Histone Lactylation Facilitates Peritoneal Mesothelial Cell Senescence and Promotes Peritoneal Dialysis-Associated Fibrosis

Session Information

  • Home Dialysis - II
    November 04, 2023 | Location: Exhibit Hall, Pennsylvania Convention Center
    Abstract Time: 10:00 AM - 12:00 PM

Category: Dialysis

  • 802 Dialysis: Home Dialysis and Peritoneal Dialysis

Authors

  • Yu, Fang, Daping hospital, Army Medical Center, Army Medical University, Chongqing, China
  • Wang, Xiaoyue, Daping hospital, Army Medical Center, Army Medical University, Chongqing, China
  • Cai, Qingli, Daping hospital, Army Medical Center, Army Medical University, Chongqing, China
  • He, Yani, Daping hospital, Army Medical Center, Army Medical University, Chongqing, China
  • Chen, Kehong, Daping hospital, Army Medical Center, Army Medical University, Chongqing, China
Background

Peritoneal fibrosis (PF) is a serious clinical complication in patients undergoing long-term peritoneal dialysis (PD). Recently, histone lactylation has been found to increase with glycolysis and intracellular lactate levels, leading to chronic organ damage. Here, we investigated the role and mechanism of histone lactylation in PD-associated fibrosis induced by high-glucose dialysate.

Methods

Mouse models of PF were constructed by 4.25% glucose peritoneal dialysate combined with methylglyoxal.
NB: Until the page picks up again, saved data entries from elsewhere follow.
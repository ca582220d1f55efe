//! Data access: SQLite store, dataset building and web scrapers

pub mod database;
pub mod dataset;
pub mod scrapers;

pub use database::Database;
pub use dataset::{BuildReport, Dataset, DatasetBuilder};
We used a lactylation enhancer (rotenone) and a lactylation inhibitor (oxamate) to validate the effects of histone lactylation in vivo and in vitro. The parietal peritoneum samples and cultured peritoneal mesothelial cells (PMCs) were analyzed for the senescence, fibrosis, glycolysis, and histone lactylation levels. We generated DcR2 (a senescent marker) knockout mice to verify the effects of histone lactylation by clearing senescent cells. Single-cell RNA sequencing (scRNA-seq) was used to characterize the heterogeneity of PMCs clusters under different lactylation intervention conditions.

Results

We found that lactate and glycolysis levels were significantly higher in the PF group compared to the control group, and immunoprecipitation results also showed enhanced levels of histone lactylation modifications in the PF group. In vitro, we also verified that PMCs exhibited enhanced levels of lactate and lactylation in response to stimulation by high glucose, while we found an increasing expression of cell senescent marker (P16, P21, and DcR2) and senescence-associated secretory phenotype. Then we found that PMCs senescence was significantly enhanced in the lactylation-enhanced group, while the lactylation-inhibited group alleviated PMCs senescence. In the PF model of DcR2 knockout mice, compared with the wild group, the peritoneal thickness and the expression of fibrotic markers were significantly reduced. The transcriptomic analysis using scRNA-seq revealed the activation of senescence-related pathway in PMCs clusters of PF group, whereas the senescence-related pathway was down-regulated in the lactylation-inhibited group. The results indicated that histone lactylation may promote PF through PMCs senescence.

Conclusion

Histone lactylation may play a vital role in the progression of PD-associated fibrosis by promoting PMCs senescence.

Funding

  • Veterans Affairs Support